The Kichwa community of AÑANGU, on the south shore of the Napo, about 66km downstream of Coca, has access to two stunning natural resources. Inside the northern reaches of the Parque Nacional Yasuní and only an hour’s walk west from the community, Laguna Añangucocha is one of the largest lakes in the region. It’s bordered by dense forest, where peccaries and pumas forage and the waters twitch with caimans, piranhas and paiche, a fish that reputedly nudges the 200-pund mark (though there are rumours some weigh twice as much). The area is also excellent for birdwatchers, holding 560 species and two parrot licks (an exposed clay bank) near the community. The licks provide an extraordinary spectacle as thousands of parrots squabble over the best perches to peck at and gulp down the clay, the mineral-rich content of which helps them digest the harsh acidic fruits they usually eat.
The community has its own lodge, the A Napo Wildlife Center (reservations in advance in Quito on t02/2528261, wwww.napowildlifecenter.com), composed of ten beautiful and spacious cabins on Añangucocha, with private bathrooms, hot water, electric lights and hammocks on porches overlooking the lake. Next to the dining room, a 36-metre observation tower allows you to scan the forest canopy with binoculars for monkeys and bird species. Highlights of a stay here include possible sightings of giant otters; walks down the “manakin trail” where six species of manakin can be spotted; and visits to the parrot licks, where hides (blinds) have been built for better observation of the blue-headed and orange-cheeked parrots, cobalt-winged parakeets, scarlet-fronted parrotlets and scarlet macaws that feed there in a frenzy of sound and colour. Extremely knowledgeable local guides (who also work as Yasuní park rangers) backed up by bilingual naturalists, lead jungle walks and canoe rides. A three-night package costs $720, while four nights is $920 per person in a double, including boat transport from Coca and park entrance fees.
Parque Nacional Yasuní encompasses just under 10,000 square kilometres of tropical rainforest around the basins of the ríos Tiputini, Yasuní, Nashiño and Curaray. The gap at the western end, in the shape of a giant horseshoe, was made into Reserva Waorani in 1990 for the 21 Waorani communities living here; it is effectively a 6000-square-kilometre buffer zone preventing colonization and oil exploitation from the west.
Yasuní is part of the “Napo Pleistocene refuge”, an area of rainforest thought to have survived the ravages of the ice age, allowing species here to thrive and diversify, generating scores of endemic species. It’s theorized that this long period of development is why the Amazon rainforest is much more biodiverse than its African and Asian counterparts, which the ice age affected. Yasuní claims almost sixty percent of Ecuador’s mammal species, including 81 species of bat, larger animals such as jaguars, ocelots, tapirs, twelve primate species and aquatic mammals including pink freshwater dolphins, manatee and giant otters. Over 520 bird species have been recorded, including harpy eagles and sunbitterns, and one recent botanical study found 473 tree species in only one hectare, which is thought to be a world record. Most of the park consists of forest on well-drained soil (tierra firme), but other life zones include seasonally flooded forest (várzea) and permanently flooded swamp forest (igapó). Scientists today believe they’ve only scratched the surface of identifying all life here.
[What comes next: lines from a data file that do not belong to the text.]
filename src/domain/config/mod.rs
pub mod server;
use std::{
    io,
    path::{Component, Path, PathBuf},
};

use async_trait::async_trait;
use tokio::fs::{self, File};
use tracing::{debug, info, warn};

use crate::{
    application::{error::ApplicationError, services::StorageService},
    domain::models::file::{FileData, FileResource, StoredFile},
    services::error::StorageError,
};

const UNNAMED: &str = "unnamed";

/// Filesystem-backed upload store.
///
/// The directory listing under `root` is the catalog: nothing is indexed in
/// memory. Collision resolution in [`LocalStorageService::store`] is a probe
/// followed by a write, so two concurrent stores of the same name may pick
/// the same free suffix and the later write wins. Listing followed by a
/// per-item action is likewise not atomic against other callers.
pub struct LocalStorageService {
    root: PathBuf,
}

impl LocalStorageService {
    /// Resolves `upload_dir` to an absolute, normalized path. The directory
    /// itself is created lazily by the first operation.
    pub fn new(upload_dir: impl AsRef<Path>) -> Result<Self, StorageError> {
        let absolute = std::path::absolute(upload_dir.as_ref())?;
        Ok(Self {
            root: normalize_path(&absolute),
        })
    }

    pub fn root(&self) -> &Path {
        &self.root
    }

    async fn upload_root(&self) -> Result<&Path, StorageError> {
        // create_dir_all tolerates the directory appearing concurrently
        fs::create_dir_all(&self.root).await?;
        Ok(&self.root)
    }

    async fn unique_path(root: &Path, base_name: &str) -> Result<PathBuf, StorageError> {
        let target = root.join(base_name);
        if !path_exists(&target).await? {
            return Ok(target);
        }

        let (stem, extension) = split_extension(base_name);
        let mut counter: u64 = 1;
        loop {
            let candidate = root.join(format!("{}_{}{}", stem, counter, extension));
            if !path_exists(&candidate).await? {
                return Ok(candidate);
            }
            counter += 1;
        }
    }

    fn ensure_inside_root(&self, path: &Path) -> Result<PathBuf, StorageError> {
        let normalized = normalize_path(path);
        if !normalized.starts_with(&self.root) {
            warn!("Rejected path outside upload root: {}", path.display());
            return Err(StorageError::InvalidName("Invalid file name".to_string()));
        }
        Ok(normalized)
    }

    /// Confines `file_name` to the root and requires it to name an existing
    /// regular file.
    async fn resolve_existing(
        &self,
        file_name: &str,
    ) -> Result<(PathBuf, std::fs::Metadata), StorageError> {
        reject_nul(file_name)?;
        let root = self.upload_root().await?;
        let path = self.ensure_inside_root(&root.join(file_name))?;

        match fs::metadata(&path).await {
            Ok(metadata) if metadata.is_file() => Ok((path, metadata)),
            Ok(_) => Err(not_found(file_name)),
            Err(e) => {
                debug!("Metadata lookup failed for {}: {}", path.display(), e);
                Err(not_found(file_name))
            }
        }
    }

    pub async fn store_file(&self, file_data: FileData) -> Result<StoredFile, StorageError> {
        let original_name = file_data
            .filename
            .as_deref()
            .ok_or_else(|| StorageError::InvalidName("File name is required".to_string()))?;
        reject_nul(original_name)?;

        let root = self.upload_root().await?;
        let base_name = sanitize_file_name(original_name);
        let target = Self::unique_path(root, &base_name).await?;

        fs::write(&target, &file_data.content).await?;
        let size = fs::metadata(&target).await?.len();
        let name = file_name_of(&target, &base_name);

        info!("Stored file: {} ({} bytes)", name, size);
        Ok(StoredFile { name, size })
    }

    pub async fn list_files(&self) -> Result<Vec<StoredFile>, StorageError> {
        let root = self.upload_root().await?;
        let mut entries = fs::read_dir(root).await?;
        let mut files = Vec::new();

        while let Some(entry) = entries.next_entry().await? {
            let path = entry.path();
            let metadata = match fs::metadata(&path).await {
                Ok(metadata) => metadata,
                Err(e) => {
                    debug!("Skipping {}: {}", path.display(), e);
                    continue;
                }
            };
            if !metadata.is_file() {
                continue;
            }
            files.push(StoredFile {
                name: entry.file_name().to_string_lossy().into_owned(),
                size: metadata.len(),
            });
        }

        Ok(files)
    }

    pub async fn open_file(&self, file_name: &str) -> Result<FileResource, StorageError> {
        let (path, metadata) = self.resolve_existing(file_name).await?;

        let file = File::open(&path).await.map_err(|e| {
            warn!("Cannot open {}: {}", path.display(), e);
            StorageError::NotFound(format!("Cannot read file: {}", file_name))
        })?;

        Ok(FileResource {
            name: file_name_of(&path, file_name),
            size: metadata.len(),
            file,
        })
    }

    pub async fn delete_file(&self, file_name: &str) -> Result<(), StorageError> {
        let (path, _) = self.resolve_existing(file_name).await?;

        fs::remove_file(&path).await.map_err(|e| match e.kind() {
            io::ErrorKind::NotFound => not_found(file_name),
            _ => StorageError::Io(e),
        })?;

        info!("Deleted file: {}", file_name);
        Ok(())
    }
}

#[async_trait]
impl StorageService for LocalStorageService {
    async fn store(&self, file_data: FileData) -> Result<StoredFile, ApplicationError> {
        Ok(self.store_file(file_data).await?)
    }

    async fn list_all(&self) -> Result<Vec<StoredFile>, ApplicationError> {
        Ok(self.list_files().await?)
    }

    async fn load_as_resource(&self, file_name: &str) -> Result<FileResource, ApplicationError> {
        Ok(self.open_file(file_name).await?)
    }

    async fn delete(&self, file_name: &str) -> Result<(), ApplicationError> {
        Ok(self.delete_file(file_name).await?)
    }
}

/// Reduces a client-supplied name to a bare, non-empty file name that
/// contains neither `/` nor `\` and is not `.` or `..`.
fn sanitize_file_name(original_name: &str) -> String {
    if original_name.trim().is_empty() {
        return UNNAMED.to_string();
    }

    let last_segment = Path::new(original_name)
        .file_name()
        .map(|n| n.to_string_lossy().into_owned())
        .unwrap_or_default();

    let name: String = last_segment
        .chars()
        .filter(|c| *c != '/' && *c != '\\')
        .collect();

    if name.trim().is_empty() || name == "." || name == ".." {
        return UNNAMED.to_string();
    }
    name
}

/// Lexically normalizes a path: drops `.` components and folds `..` into
/// the preceding component. `..` never climbs above the root directory.
/// Symbolic links are not resolved.
fn normalize_path(path: &Path) -> PathBuf {
    let mut normalized = PathBuf::new();
    for component in path.components() {
        match component {
            Component::CurDir => {}
            Component::ParentDir => {
                let last = normalized.components().next_back();
                let can_pop = matches!(last, Some(Component::Normal(_)));
                let at_root = matches!(last, Some(Component::RootDir | Component::Prefix(_)));
                if can_pop {
                    normalized.pop();
                } else if !at_root {
                    normalized.push("..");
                }
            }
            other => normalized.push(other.as_os_str()),
        }
    }
    normalized
}

/// Splits at the last `.` unless it is the leading character, so `.env`
/// has no extension.
fn split_extension(name: &str) -> (&str, &str) {
    match name.rfind('.') {
        Some(dot) if dot > 0 => name.split_at(dot),
        _ => (name, ""),
    }
}

async fn path_exists(path: &Path) -> Result<bool, StorageError> {
    // symlink_metadata so that a dangling link still counts as taken
    match fs::symlink_metadata(path).await {
        Ok(_) => Ok(true),
        Err(e) if e.kind() == io::ErrorKind::NotFound => Ok(false),
        Err(e) => Err(e.into()),
    }
}

fn file_name_of(path: &Path, fallback: &str) -> String {
    path.file_name()
        .map(|n| n.to_string_lossy().into_owned())
        .unwrap_or_else(|| fallback.to_string())
}

fn reject_nul(file_name: &str) -> Result<(), StorageError> {
    if file_name.contains('\0') {
        warn!("Rejected file name containing NUL: {:?}", file_name);
        return Err(StorageError::InvalidName("Invalid file name".to_string()));
    }
    Ok(())
}

fn not_found(file_name: &str) -> StorageError {
    StorageError::NotFound(format!("File not found: {}", file_name))
}
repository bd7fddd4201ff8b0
mod storage_service;

pub use storage_service::StorageService;
use anyhow::{anyhow, Context, Result};
use async_trait::async_trait;
use reqwest::{Client, RequestBuilder, StatusCode};
use serde::{Deserialize, Serialize};
use serde_json::json;
use std::env;

const DEFAULT_ENDPOINT: &str = "https://fra.cloud.appwrite.io/v1";
const PROJECT_HEADER: &str = "x-appwrite-project";
const SESSION_HEADER: &str = "x-appwrite-session";

/// Client for the hosted identity provider. Account and session records are
/// opaque pass-throughs; the provider owns their lifecycle.
#[derive(Debug, Clone)]
pub struct AppwriteClient {
    client: Client,
    endpoint: String,
    project_id: String,
}

#[async_trait]
pub trait IdentityApi: Send + Sync {
    async fn create_account(&self, email: &str, password: &str) -> Result<Identity>;
    async fn create_session(&self, email: &str, password: &str) -> Result<Session>;
    async fn current_identity(&self, session_secret: &str) -> Result<Identity>;
    async fn delete_session(&self, session_secret: &str) -> Result<()>;
}

#[derive(Debug, Clone, Serialize, Deserialize)]
pub struct Identity {
    #[serde(rename = "$id")]
    pub id: String,
    pub email: String,
    #[serde(default)]
    pub name: String,
}

/// Returned on login. `secret` is what the caller presents on subsequent
/// requests to act as this session.
#[derive(Debug, Clone, Serialize, Deserialize)]
pub struct Session {
    #[serde(rename = "$id")]
    pub id: String,
    #[serde(rename = "userId")]
    pub user_id: String,
    #[serde(rename = "providerUid", default)]
    pub provider_uid: String,
    #[serde(default)]
    pub secret: String,
}

impl AppwriteClient {
    pub fn from_env() -> Result<Self> {
        let project_id =
            env::var("APPWRITE_PROJECT_ID").context("APPWRITE_PROJECT_ID not set")?;
        let endpoint =
            env::var("APPWRITE_ENDPOINT").unwrap_or_else(|_| DEFAULT_ENDPOINT.to_string());
        Ok(Self {
            client: Client::new(),
            endpoint: endpoint.trim_end_matches('/').to_string(),
            project_id,
        })
    }

    async fn send_json<T: for<'de> Deserialize<'de>>(&self, req: RequestBuilder) -> Result<T> {
        let res = req
            .header(PROJECT_HEADER, &self.project_id)
            .send()
            .await
            .context("request failed")?;
        let status = res.status();
        let text = res.text().await.context("reading body failed")?;
        if !status.is_success() {
            return Err(anyhow!("{}", provider_message(&text, status)));
        }
        let parsed: T = serde_json::from_str(&text).context("JSON parse failed")?;
        Ok(parsed)
    }
}

#[async_trait]
impl IdentityApi for AppwriteClient {
    async fn create_account(&self, email: &str, password: &str) -> Result<Identity> {
        let url = format!("{}/account", self.endpoint);
        // "unique()" asks the provider to mint the user id server-side.
        let body = json!({ "userId": "unique()", "email": email, "password": password });
        self.send_json(self.client.post(&url).json(&body)).await
    }

    async fn create_session(&self, email: &str, password: &str) -> Result<Session> {
        let url = format!("{}/account/sessions/email", self.endpoint);
        let body = json!({ "email": email, "password": password });
        self.send_json(self.client.post(&url).json(&body)).await
    }

    async fn current_identity(&self, session_secret: &str) -> Result<Identity> {
        let url = format!("{}/account", self.endpoint);
        self.send_json(self.client.get(&url).header(SESSION_HEADER, session_secret))
            .await
    }

    async fn delete_session(&self, session_secret: &str) -> Result<()> {
        let url = format!("{}/account/sessions/current", self.endpoint);
        let res = self
            .client
            .delete(&url)
            .header(PROJECT_HEADER, &self.project_id)
            .header(SESSION_HEADER, session_secret)
            .send()
            .await
            .context("request failed")?;
        let status = res.status();
        if !status.is_success() {
            let text = res.text().await.unwrap_or_default();
            return Err(anyhow!("{}", provider_message(&text, status)));
        }
        Ok(())
    }
}

/// The provider reports failures as `{"message": ...}`; surface that message
/// verbatim, with the status as a fallback for non-JSON bodies.
fn provider_message(body: &str, status: StatusCode) -> String {
    serde_json::from_str::<serde_json::Value>(body)
        .ok()
        .and_then(|v| {
            v.get("message")
                .and_then(|m| m.as_str())
                .map(|s| s.to_string())
        })
        .unwrap_or_else(|| format!("identity service returned {status}"))
}

#[cfg(test)]
mod tests {
    use super::*;
    use serde_json::json;

    #[test]
    fn provider_message_is_extracted_from_error_envelope() {
        let body = r#"{"message":"Invalid credentials. Please check the email and password.","code":401,"type":"user_invalid_credentials"}"#;
        assert_eq!(
            provider_message(body, StatusCode::UNAUTHORIZED),
            "Invalid credentials. Please check the email and password."
        );
    }

    #[test]
    fn provider_message_falls_back_to_status_for_opaque_bodies() {
        assert_eq!(
            provider_message("<html>bad gateway</html>", StatusCode::BAD_GATEWAY),
            "identity service returned 502 Bad Gateway"
        );
    }

    #[test]
    fn identity_parses_dollar_prefixed_id() {
        let identity: Identity = serde_json::from_value(json!({
            "$id": "usr_1",
            "$createdAt": "2025-05-01T10:00:00.000+00:00",
            "email": "ada@example.com",
            "name": "Ada",
            "status": true
        }))
        .expect("identity deserialize");
        assert_eq!(identity.id, "usr_1");
        assert_eq!(identity.email, "ada@example.com");
    }

    #[test]
    fn session_keeps_secret_and_provider_uid() {
        let session: Session = serde_json::from_value(json!({
            "$id": "ses_1",
            "userId": "usr_1",
            "providerUid": "ada@example.com",
            "secret": "s3cr3t",
            "expire": "2026-05-01T10:00:00.000+00:00"
        }))
        .expect("session deserialize");
        assert_eq!(session.user_id, "usr_1");
        assert_eq!(session.secret, "s3cr3t");
        assert_eq!(session.provider_uid, "ada@example.com");
    }
}
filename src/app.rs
use crate::identity::{AppwriteClient, IdentityApi};
use crate::tmdb::{MovieSummary, TmdbApi, TmdbClient, Trailer};
use anyhow::Result;
use axum::{
    extract::{Path, Query, State},
    http::StatusCode,
    response::{IntoResponse, Response},
    routing::{get, post},
    Json, Router,
};
use axum_extra::TypedHeader;
use headers::{authorization::Bearer, Authorization};
use serde::Deserialize;
use serde_json::json;
use std::{net::SocketAddr, sync::Arc};
use tower_http::{limit::RequestBodyLimitLayer, trace::TraceLayer};
use tracing::{error, info, warn};

const MAX_BODY_BYTES: usize = 16 * 1024;

const BLANK_CREDENTIALS: &str = "Email and password are required.";
const NOT_LOGGED_IN: &str = "Not logged in";
const DETAILS_FAILED: &str = "Failed to load movie details";

#[derive(Clone)]
pub struct AppState {
    pub tmdb: Arc<dyn TmdbApi>,
    pub identity: Arc<dyn IdentityApi>,
}

pub async fn run_server() -> Result<()> {
    let tmdb: Arc<dyn TmdbApi> = Arc::new(TmdbClient::from_env()?);
    let identity: Arc<dyn IdentityApi> = Arc::new(AppwriteClient::from_env()?);
    let state = AppState { tmdb, identity };

    let app = build_router(state);

    let addr = SocketAddr::from(([0, 0, 0, 0], 3080));
    info!("Listening on {}", addr);
    let listener = tokio::net::TcpListener::bind(addr).await?;
    axum::serve(listener, app)
        .with_graceful_shutdown(shutdown_signal())
        .await?;
    Ok(())
}

pub fn build_router(state: AppState) -> Router {
    Router::new()
        .route("/movies/popular", get(popular_movies))
        .route("/movies/top_rated", get(top_rated_movies))
        .route("/movies/search", get(search_movies))
        .route("/movies/:id", get(movie_details))
        .route("/auth/signup", post(signup))
        .route("/auth/login", post(login))
        .route("/auth/me", get(current_user))
        .route("/auth/logout", post(logout))
        .route("/health", get(health))
        .layer(TraceLayer::new_for_http())
        .layer(RequestBodyLimitLayer::new(MAX_BODY_BYTES))
        .with_state(state)
}

async fn health() -> &'static str {
    "OK"
}

fn error_body(status: StatusCode, message: impl Into<String>) -> Response {
    (
        status,
        Json(json!({ "status": "error", "message": message.into() })),
    )
        .into_response()
}

/// Listing endpoints degrade to an empty page rather than erroring: the
/// warn line is what separates "request failed" from "zero results".
fn list_or_empty(result: Result<Vec<MovieSummary>>, listing: &str) -> Json<Vec<MovieSummary>> {
    match result {
        Ok(movies) => Json(movies),
        Err(e) => {
            warn!("Failed to fetch {} listing, returning empty: {:#}", listing, e);
            Json(Vec::new())
        }
    }
}

async fn popular_movies(State(state): State<AppState>) -> Json<Vec<MovieSummary>> {
    list_or_empty(state.tmdb.popular_movies().await, "popular")
}

async fn top_rated_movies(State(state): State<AppState>) -> Json<Vec<MovieSummary>> {
    list_or_empty(state.tmdb.top_rated_movies().await, "top rated")
}

#[derive(Deserialize)]
struct SearchParams {
    #[serde(default)]
    query: String,
}

async fn search_movies(
    State(state): State<AppState>,
    Query(params): Query<SearchParams>,
) -> Json<Vec<MovieSummary>> {
    let query = params.query.trim();
    // Blank query means "show me the default listing", not a search for "".
    let result = if query.is_empty() {
        state.tmdb.top_rated_movies().await
    } else {
        state.tmdb.search_movies(query).await
    };
    list_or_empty(result, "search")
}

async fn movie_details(State(state): State<AppState>, Path(id): Path<i64>) -> Response {
    let (details, trailer) = tokio::join!(
        state.tmdb.movie_details(id),
        state.tmdb.movie_trailer(id)
    );

    let details = match details {
        Ok(d) => d,
        Err(e) => {
            error!("Failed to fetch details for movie {}: {:#}", id, e);
            return error_body(StatusCode::BAD_GATEWAY, DETAILS_FAILED);
        }
    };
    // A detail view without a trailer is still a detail view.
    let trailer = trailer.unwrap_or_else(|e| {
        warn!("Failed to fetch trailer for movie {}: {:#}", id, e);
        Trailer::none()
    });

    Json(json!({ "details": details, "trailer": trailer })).into_response()
}

#[derive(Deserialize)]
struct Credentials {
    #[serde(default)]
    email: String,
    #[serde(default)]
    password: String,
}

impl Credentials {
    fn is_blank(&self) -> bool {
        self.email.trim().is_empty() || self.password.trim().is_empty()
    }
}

async fn signup(State(state): State<AppState>, Json(creds): Json<Credentials>) -> Response {
    if creds.is_blank() {
        return error_body(StatusCode::BAD_REQUEST, BLANK_CREDENTIALS);
    }
    match state
        .identity
        .create_account(&creds.email, &creds.password)
        .await
    {
        Ok(identity) => {
            info!("Created account for {}", identity.email);
            (StatusCode::CREATED, Json(identity)).into_response()
        }
        Err(e) => {
            warn!("Signup failed: {:#}", e);
            error_body(StatusCode::UNAUTHORIZED, e.to_string())
        }
    }
}

async fn login(State(state): State<AppState>, Json(creds): Json<Credentials>) -> Response {
    if creds.is_blank() {
        return error_body(StatusCode::BAD_REQUEST, BLANK_CREDENTIALS);
    }
    match state
        .identity
        .create_session(&creds.email, &creds.password)
        .await
    {
        Ok(session) => {
            info!("Opened session for {}", session.provider_uid);
            Json(session).into_response()
        }
        Err(e) => {
            warn!("Login failed: {:#}", e);
            error_body(StatusCode::UNAUTHORIZED, e.to_string())
        }
    }
}

async fn current_user(
    State(state): State<AppState>,
    auth: Option<TypedHeader<Authorization<Bearer>>>,
) -> Response {
    let Some(TypedHeader(Authorization(bearer))) = auth else {
        return error_body(StatusCode::UNAUTHORIZED, NOT_LOGGED_IN);
    };
    match state.identity.current_identity(bearer.token()).await {
        Ok(identity) => Json(identity).into_response(),
        Err(e) => {
            // Whatever the provider said, the caller only learns one thing.
            warn!("Session lookup failed: {:#}", e);
            error_body(StatusCode::UNAUTHORIZED, NOT_LOGGED_IN)
        }
    }
}

async fn logout(
    State(state): State<AppState>,
    auth: Option<TypedHeader<Authorization<Bearer>>>,
) -> Response {
    let Some(TypedHeader(Authorization(bearer))) = auth else {
        return error_body(StatusCode::UNAUTHORIZED, NOT_LOGGED_IN);
    };
    match state.identity.delete_session(bearer.token()).await {
        Ok(()) => Json(json!({ "status": "success" })).into_response(),
        Err(e) => {
            warn!("Logout failed: {:#}", e);
            error_body(StatusCode::UNAUTHORIZED, e.to_string())
        }
    }
}

async fn shutdown_signal() {
    let ctrl_c = async {
        tokio::signal::ctrl_c()
            .await
            .expect("failed to install Ctrl+C handler");
    };

    #[cfg(unix)]
    let terminate = async {
        use tokio::signal::unix::{signal, SignalKind};
        let mut term = signal(SignalKind::terminate()).expect("failed to install SIGTERM handler");
        term.recv().await;
    };

    #[cfg(not(unix))]
    let terminate = std::future::pending::<()>();

    tokio::select! {
        _ = ctrl_c => {
            info!("Shutdown signal received (Ctrl+C)");
        }
        _ = terminate => {
            info!("Shutdown signal received (SIGTERM)");
        }
    }
}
UNESCO was quick to declare Yasuní an International Biosphere Reserve in 1979 – two months prior to the park’s official creation – to strengthen its protected status before oil companies could start prospecting. Despite this, the park is under attack from several of them and roads have already been built into protected areas. At Pompeya, barges ferry oil vehicles across the Río Napo to a gravel road, known as the Vía Maxus after the oil company that built it, which cuts right through the northern arm of the park for 150km. Entrance to the park here is monitored to allow access only to oil workers and members of the three small Waorani communities who live inside Yasuní, preventing settlers from colonizing the forest. Even so, environmentalists complain the road destroyed fifty saltpans, disturbed centres of animal activity and was built of contaminated waste materials. Nor is this the only concern: as many as five oil companies are operating inside the park, and the threat of new roads, waste dumping, destruction and contamination is never very far away. The damage hasn’t only been environmental; Waorani living in and around the reserve have persistently suffered from malicious interference, as some oil companies continue to exploit community divisions, bribe leaders, spoil hunting grounds and pollute water supplies.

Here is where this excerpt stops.